ALMOST 70 years after independence, global benchmarking indexes continue to rank many of Pakistan’s economic development indicators — including competitiveness, education and training, women’s participation and entrepreneurship — near the bottom.

Entrepreneurship is “one of the most important drivers of job creation and economic growth”, and governments everywhere are working to create an environment that nurtures and sustains its growth. Pakistan, however, lacks a formal ecosystem development strategy. With 1.7 million people entering the workforce each year, the primary objective of Pakistan’s ecosystem development strategy is to create jobs, which is also essential for socio-economic stability. The resulting private-sector expansion will support the formation of high-growth firms, stimulate the growth of (SMEs which account for 97pc of all jobs in emerging economies) and promote self-employment opportunities.
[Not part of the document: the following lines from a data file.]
/// A [`Descq`] behind its queue lock.
///
/// The completion pass, the direct read path and request submission all
/// serialize on this lock.
pub struct C2hQueue<D: QueueDevice> {
    inner: Mutex<Descq<D>>,
}

impl<D: QueueDevice> C2hQueue<D> {
    pub fn new(dev: D, cfg: QueueConfig, mode: C2hMode<D>) -> Result<Self> {
        Ok(Self::from_descq(Descq::new(dev, cfg, mode)?))
    }

    pub fn from_descq(descq: Descq<D>) -> Self {
        Self {
            inner: Mutex::new(descq),
        }
    }

    /// Take the queue lock.
    pub fn lock(&self) -> MutexGuard<'_, Descq<D>> {
        self.inner.lock()
    }

    pub fn start(&self, ring_base: u64) -> Result<()> {
        self.lock().start(ring_base)
    }

    pub fn stop(&self) -> Result<()> {
        self.lock().stop()
    }

    pub fn submit_read(&self, req: ReadRequest) -> Result<()> {
        self.lock().submit_read(req)
    }

    pub fn cancel(&self, tag: u64) -> Result<()> {
        self.lock().cancel(tag)
    }

    pub fn process_completions(&self, budget: u32) -> Result<usize> {
        self.lock().process_completions(budget)
    }

    pub fn packet_read(&self, req: &mut ReadRequest) -> Result<usize> {
        self.lock().packet_read(req)
    }

    pub fn take_completed(&self) -> Vec<ReadCompletion> {
        self.lock().take_completed()
    }

    pub fn peek(&self) -> PeekInfo {
        self.lock().peek()
    }

    pub fn stats(&self) -> QueueStats {
        self.lock().stats()
    }

    pub fn dump(&self) -> String {
        self.lock().dump()
    }
}

#[cfg(test)]
mod tests {
    use alloc::sync::Arc;

    use super::*;
    use crate::PAGE_SIZE;
    use crate::access::MemOps;
    use crate::cmpl::CmplFlags;
    use crate::config::CmplEntrySize;
    use crate::error::CmplError;
    use crate::test_utils::{Bell, TestDev, TestHw};

    const CAP: u32 = PAGE_SIZE as u32;

    fn cfg() -> QueueConfig {
        let mut cfg = QueueConfig::new("c2h0", 0);
        cfg.set_ring_size(8).set_cmpl_ring_size(8);
        cfg
    }

    fn started(cfg: QueueConfig) -> (Descq<TestDev>, TestHw) {
        let hw = TestHw::new(&cfg);
        let mut q = Descq::new(TestDev::new(), cfg, C2hMode::Buffered).unwrap();
        q.start(TestDev::RING_BASE).unwrap();
        (q, hw)
    }

    #[test]
    fn start_arms_all_but_one_slot() {
        let (q, _hw) = started(cfg());
        assert!(q.is_started());
        assert_eq!(q.avail(), 7);
        assert!(q.color());
        assert_eq!(q.device().live_mappings(), 8);
        assert_eq!(q.device().bells(), [Bell::C2hPidx(7), Bell::CmplCidx(0)]);
    }

    #[test]
    fn start_twice_is_refused() {
        let (mut q, _hw) = started(cfg());
        assert_eq!(q.start(TestDev::RING_BASE), Err(C2hError::AlreadyStarted));
    }

    #[test]
    fn rejects_mm_queue() {
        let mut cfg = cfg();
        cfg.set_mode(true, false);
        assert!(matches!(
            Descq::new(TestDev::new(), cfg, C2hMode::Buffered),
            Err(C2hError::InvalidConfig(_))
        ));
    }

    #[test]
    fn end_to_end_three_packets() {
        let (mut q, mut hw) = started(cfg());
        let want = 3 * CAP as usize + 100;
        q.submit_read(ReadRequest::with_len(1, want)).unwrap();

        hw.push_packet(q.device(), 0, |_| 0);
        hw.push_packet(q.device(), CAP, |i| i as u8);
        hw.push_packet(q.device(), 2 * CAP + 100, |i| (i as u8).wrapping_add(1));

        assert_eq!(q.process_completions(0), Ok(3));

        let done = q.take_completed();
        assert_eq!(done.len(), 1);
        assert_eq!(done[0].result, Ok(want));
        let data = done[0].data();
        assert_eq!(data[0], 0);
        assert_eq!(data[CAP as usize], 1);

        assert_eq!(q.cmpl_cidx(), 3);
        assert!(q.color());
        // zero length + one + three slots
        assert_eq!(q.pidx(), 5);
        assert_eq!(q.free_list().pidx_pend(), 5);
        assert_eq!(q.avail(), 7);
        assert_eq!(q.device().last_c2h_pidx(), Some(4));
        assert_eq!(q.device().last_cmpl_cidx(), Some(3));
        assert_eq!(q.peek(), PeekInfo::default());
    }

    #[test]
    fn idle_queue_ignores_completions() {
        let (mut q, mut hw) = started(cfg());
        hw.push_packet(q.device(), 10, |_| 0);
        assert_eq!(q.process_completions(0), Ok(0));
        assert_eq!(q.cmpl_cidx(), 0);
    }

    #[test]
    fn budget_bounds_the_pass() {
        let (mut q, mut hw) = started(cfg());
        q.submit_read(ReadRequest::with_len(1, 1000)).unwrap();
        for _ in 0..3 {
            hw.push_packet(q.device(), 10, |_| 0);
        }
        assert_eq!(q.process_completions(2), Ok(2));
        assert_eq!(q.cmpl_cidx(), 2);
        assert_eq!(q.process_completions(2), Ok(1));
        assert_eq!(q.cmpl_cidx(), 3);
    }

    #[test]
    fn error_bit_halts() {
        let (mut q, mut hw) = started(cfg());
        q.submit_read(ReadRequest::with_len(1, 10)).unwrap();
        hw.push_word(q.device(), CmplFlags::DESC_USED | CmplFlags::ERR, 10);

        let bells = q.device().bells().len();
        assert_eq!(
            q.process_completions(0),
            Err(C2hError::Completion(CmplError::ErrBit(0)))
        );
        assert!(q.is_halted());
        assert!(q.stats().halted);
        assert_eq!(q.take_completed()[0].result, Err(C2hError::Halted));
        assert_eq!(q.device().bells().len(), bells);
        assert_eq!(q.avail(), 7);

        // later passes are no-ops
        hw.push_packet(q.device(), 10, |_| 0);
        assert_eq!(q.process_completions(0), Ok(0));
        assert_eq!(q.cmpl_cidx(), 0);
        assert_eq!(
            q.submit_read(ReadRequest::with_len(2, 1)),
            Err(C2hError::Halted)
        );
    }

    #[test]
    fn stale_color_stops_the_loop() {
        let (mut q, mut hw) = started(cfg());
        q.submit_read(ReadRequest::with_len(1, 100)).unwrap();
        hw.push_packet(q.device(), 10, |_| 0);
        // status claims two records, the second is not written yet
        let layout = q.layout().unwrap();
        q.device().write_val(layout.cmpl_status_addr, 2u16).unwrap();

        assert_eq!(q.process_completions(0), Ok(1));
        assert_eq!(q.cmpl_cidx(), 1);
    }

    #[test]
    fn restart_clears_halt() {
        let (mut q, mut hw) = started(cfg());
        q.submit_read(ReadRequest::with_len(1, 10)).unwrap();
        hw.push_word(q.device(), CmplFlags::FORMAT, 0);
        assert!(q.process_completions(0).is_err());

        q.stop().unwrap();
        assert_eq!(q.device().live_pages(), 0);
        q.start(TestDev::RING_BASE).unwrap();
        assert!(!q.is_halted());
        assert_eq!(q.cmpl_cidx(), 0);
        assert!(q.color());
    }

    #[test]
    fn stop_fails_queued_requests() {
        let (mut q, _hw) = started(cfg());
        q.submit_read(ReadRequest::with_len(1, 10)).unwrap();
        q.stop().unwrap();
        assert_eq!(q.take_completed()[0].result, Err(C2hError::Stopped));
        assert_eq!(q.stop(), Err(C2hError::NotStarted));
    }

    #[test]
    fn cancel_by_tag() {
        let (mut q, _hw) = started(cfg());
        q.submit_read(ReadRequest::with_len(5, 10)).unwrap();
        assert_eq!(q.cancel(6), Err(C2hError::UnknownRequest(6)));
        q.cancel(5).unwrap();
        assert_eq!(q.take_completed()[0].result, Err(C2hError::Cancelled));
        assert_eq!(q.queued(), 0);
    }

    #[test]
    fn packet_read_direct_path() {
        let (mut q, mut hw) = started(cfg());
        hw.push_packet(q.device(), 300, |i| i as u8);

        let mut req = ReadRequest::with_len(1, 200);
        assert_eq!(q.packet_read(&mut req), Ok(200));
        assert_eq!(req.left(), 0);
        // slot partially drained, nothing to re-arm yet
        assert_eq!(q.free_list().pidx_pend(), 0);

        let mut rest = ReadRequest::with_len(2, 200);
        assert_eq!(q.packet_read(&mut rest), Ok(100));
        assert_eq!(q.avail(), 7);
        assert_eq!(q.device().last_c2h_pidx(), Some(0));
        assert_eq!(q.device().last_cmpl_cidx(), Some(1));
    }

    #[test]
    fn packet_read_waits_behind_queue() {
        let (mut q, mut hw) = started(cfg());
        hw.push_packet(q.device(), 300, |_| 0);
        q.submit_read(ReadRequest::with_len(1, 10)).unwrap();

        let mut req = ReadRequest::with_len(2, 10);
        assert_eq!(q.packet_read(&mut req), Ok(0));
    }

    #[test]
    fn zero_length_request_completes_at_submit() {
        let (mut q, _hw) = started(cfg());
        q.submit_read(ReadRequest::with_len(1, 0)).unwrap();
        assert_eq!(q.take_completed()[0].result, Ok(0));
    }

    #[test]
    fn dump_cmpl_entries_hex() {
        let mut cfg = cfg();
        cfg.set_cmpl_entry_size(CmplEntrySize::B16);
        let (q, mut hw) = started(cfg);
        hw.push_packet(q.device(), 1, |_| 0);

        let dump = q.dump_cmpl_entries(0, 2).unwrap();
        let lines: Vec<_> = dump.lines().collect();
        assert_eq!(lines.len(), 2);
        // DESC_USED | COLOR, length 1
        assert!(lines[0].starts_with("cmpl    0 00000000: 1a 00"));
        assert!(q.dump_cmpl_entries(3, 9).is_err());
        assert!(q.dump().contains("c2h0 qidx 0"));
    }

    #[test]
    fn drop_releases_pages_and_fails_requests() {
        let dev = Arc::new(TestDev::new());
        let mut q = Descq::new(dev.clone(), cfg(), C2hMode::Buffered).unwrap();
        q.start(TestDev::RING_BASE).unwrap();

        let outcome = Arc::new(Mutex::new(None));
        let sink = outcome.clone();
        q.submit_read(
            ReadRequest::with_len(1, 10).on_done(move |c| *sink.lock() = Some(c.result)),
        )
        .unwrap();
        assert_eq!(dev.live_pages(), 8);

        drop(q);
        assert_eq!(dev.live_pages(), 0);
        assert_eq!(dev.live_mappings(), 0);
        assert_eq!(*outcome.lock(), Some(Err(C2hError::Stopped)));
    }
}
/*
Copyright 2026 The QDMA-rs Authors.

Licensed under the Apache License, Version 2.0 (the "License");
you may not use this file except in compliance with the License.
You may obtain a copy of the License at

    http://www.apache.org/licenses/LICENSE-2.0

Unless required by applicable law or agreed to in writing, software
distributed under the License is distributed on an "AS IS" BASIS,
WITHOUT WARRANTIES OR CONDITIONS OF ANY KIND, either express or implied.
See the License for the specific language governing permissions and
limitations under the License.
*/

#![no_main]

use std::sync::Arc;

use arbitrary::Arbitrary;
use libfuzzer_sys::fuzz_target;
use qdma_c2h::{
    C2hError, C2hMode, C2hQueue, CmplEntrySize, CmplFlags, QueueConfig, ReadRequest,
    ring_idx_delta,
};
use qdma_testing::{RING_BASE, SimC2hHw, SimDevice};

const RING: u32 = 16;

#[derive(Arbitrary, Debug)]
enum Op {
    /// A well-formed packet of this many bytes.
    Packet(u16),
    /// Whatever first word the fuzzer likes.
    Raw { flags: u8, len: u16 },
    UddOnly,
    Read(u16),
    ZeroRead,
    Process(u8),
    PacketRead(u16),
    Cancel(u8),
}

#[derive(Arbitrary, Debug)]
struct Input {
    entry_size: CmplEntrySize,
    udd_en: bool,
    ops: Vec<Op>,
}

// Feeds arbitrary device behavior through one queue and checks the buffer
// accounting after every step. Protocol errors are expected; panics and
// broken accounting are not.
fuzz_target!(|input: Input| {
    let mut cfg = QueueConfig::new("fuzz", 0);
    cfg.set_ring_size(RING)
        .set_cmpl_ring_size(RING)
        .set_cmpl_entry_size(input.entry_size)
        .set_udd_en(input.udd_en && input.entry_size != CmplEntrySize::B8);

    let dev = Arc::new(SimDevice::new());
    let Ok(mut hw) = SimC2hHw::new(&cfg) else {
        return;
    };
    let q = C2hQueue::new(dev.clone(), cfg, C2hMode::Buffered).unwrap();
    q.start(RING_BASE).unwrap();

    let mut tag = 0u64;
    for op in input.ops {
        tag += 1;
        match op {
            Op::Packet(len) => {
                let _ = hw.push_packet(&dev, &vec![tag as u8; len as usize]);
            }
            Op::Raw { flags, len } => {
                let _ = hw.push_raw(&dev, CmplFlags::from_bits_truncate(flags), len);
            }
            Op::UddOnly => {
                let _ = hw.push_udd_only(&dev, &[0xee; 8]);
            }
            Op::Read(len) => {
                let _ = q.submit_read(ReadRequest::with_len(tag, len as usize));
            }
            Op::ZeroRead => {
                let _ = q.submit_read(ReadRequest::new(tag, Vec::new()));
            }
            Op::Process(budget) => match q.process_completions(budget as u32) {
                Ok(_) | Err(C2hError::Completion(_)) => {}
                Err(e) => panic!("unexpected completion error: {e}"),
            },
            Op::PacketRead(len) => {
                let _ = q.packet_read(&mut ReadRequest::with_len(tag, len as usize));
            }
            Op::Cancel(back) => {
                let _ = q.cancel(tag.saturating_sub(back as u64));
            }
        }

        let g = q.lock();
        let flq = g.free_list();
        assert!(g.avail() < RING);
        assert_eq!(g.avail() + ring_idx_delta(g.pidx(), flq.pidx_arm(), RING), RING - 1);
        assert!(flq.backlog() <= ring_idx_delta(g.pidx(), flq.pidx_arm(), RING));
        drop(g);

        for c in q.take_completed() {
            if let Ok(n) = c.result {
                assert_eq!(n, c.copied);
            }
        }
    }

    drop(q);
    assert_eq!(dev.live_pages(), 0);
    assert_eq!(dev.live_mappings(), 0);
});
/*
Copyright 2026 The QDMA-rs Authors.

Licensed under the Apache License, Version 2.0 (the "License");
you may not use this file except in compliance with the License.
You may obtain a copy of the License at

    http://www.apache.org/licenses/LICENSE-2.0

Unless required by applicable law or agreed to in writing, software
distributed under the License is distributed on an "AS IS" BASIS,
WITHOUT WARRANTIES OR CONDITIONS OF ANY KIND, either express or implied.
See the License for the specific language governing permissions and
limitations under the License.
*/

//! Ring index arithmetic
//!
//! Every ring in the engine (free list, descriptor ring, completion ring) is
//! addressed by plain indices in `0..size`. The helpers here take the ring
//! size explicitly so rings of different sizes can share them.
//!
//! ```text
//!   consumer            producer
//!      v                   v
//! ┌───┬───┬───┬───┬───┬───┬───┬───┐
//! │   │ x │ x │ x │ x │ x │   │   │   delta(producer, consumer) = 5
//! └───┴───┴───┴───┴───┴───┴───┴───┘
//! ```

/// Advance `idx` by `delta` slots, wrapping at `size`.
#[inline]
pub const fn ring_idx_incr(idx: u32, delta: u32, size: u32) -> u32 {
    ((idx as u64 + delta as u64) % size as u64) as u32
}

/// Move `idx` back by `delta` slots, wrapping at `size`.
#[inline]
pub const fn ring_idx_decr(idx: u32, delta: u32, size: u32) -> u32 {
    let delta = delta % size;
    ((idx as u64 + size as u64 - delta as u64) % size as u64) as u32
}

/// Number of slots from `consumer` forward to `producer`.
#[inline]
pub const fn ring_idx_delta(producer: u32, consumer: u32, size: u32) -> u32 {
    ((producer as u64 + size as u64 - consumer as u64) % size as u64) as u32
}

/// Consumer position on the completion ring.
///
/// Tracks the next record to read and the color the device writes during the
/// current traversal. The color flips every time the index wraps, so a record
/// whose color bit differs from [`color`](Self::color) was written during the
/// previous traversal and has already been consumed.
#[derive(Debug, Copy, Clone, PartialEq, Eq)]
pub struct CmplCursor {
    cidx: u32,
    size: u32,
    color: bool,
}

impl CmplCursor {
    /// A fresh cursor. The ring memory starts zeroed, so the first traversal
    /// expects color 1.
    pub fn new(size: u32) -> Self {
        Self {
            cidx: 0,
            size,
            color: true,
        }
    }

    /// Step past the current record, flipping the color on wrap.
    #[inline]
    pub fn advance(&mut self) {
        self.cidx += 1;
        if self.cidx >= self.size {
            self.cidx = 0;
            self.color = !self.color;
        }
    }

    #[inline]
    pub fn cidx(&self) -> u32 {
        self.cidx
    }

    #[inline]
    pub fn color(&self) -> bool {
        self.color
    }

    #[inline]
    pub fn size(&self) -> u32 {
        self.size
    }

    /// Index of the record after the current one, i.e. the value to credit to
    /// the device once the current record has been consumed.
    #[inline]
    pub fn next_cidx(&self) -> u32 {
        ring_idx_incr(self.cidx, 1, self.size)
    }
}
The ecosystem is a network of institutions and individuals within a defined geographical area representing the different elements of entrepreneurship, shaped by its underlying socio-cultural conditions, with resources that reflect its level of economic development.

Historically, Pakistan’s ecosystem development has emphasised capacity building and training, including business plan competitions, incubators and mentorship. And although the State Bank has led successful financial inclusion initiatives, sustainable entrepreneurial-led growth needs to be built on broader macro-level foundations with an initial focus on four areas:

MSP collaboration is a critical obligation of our business leaders.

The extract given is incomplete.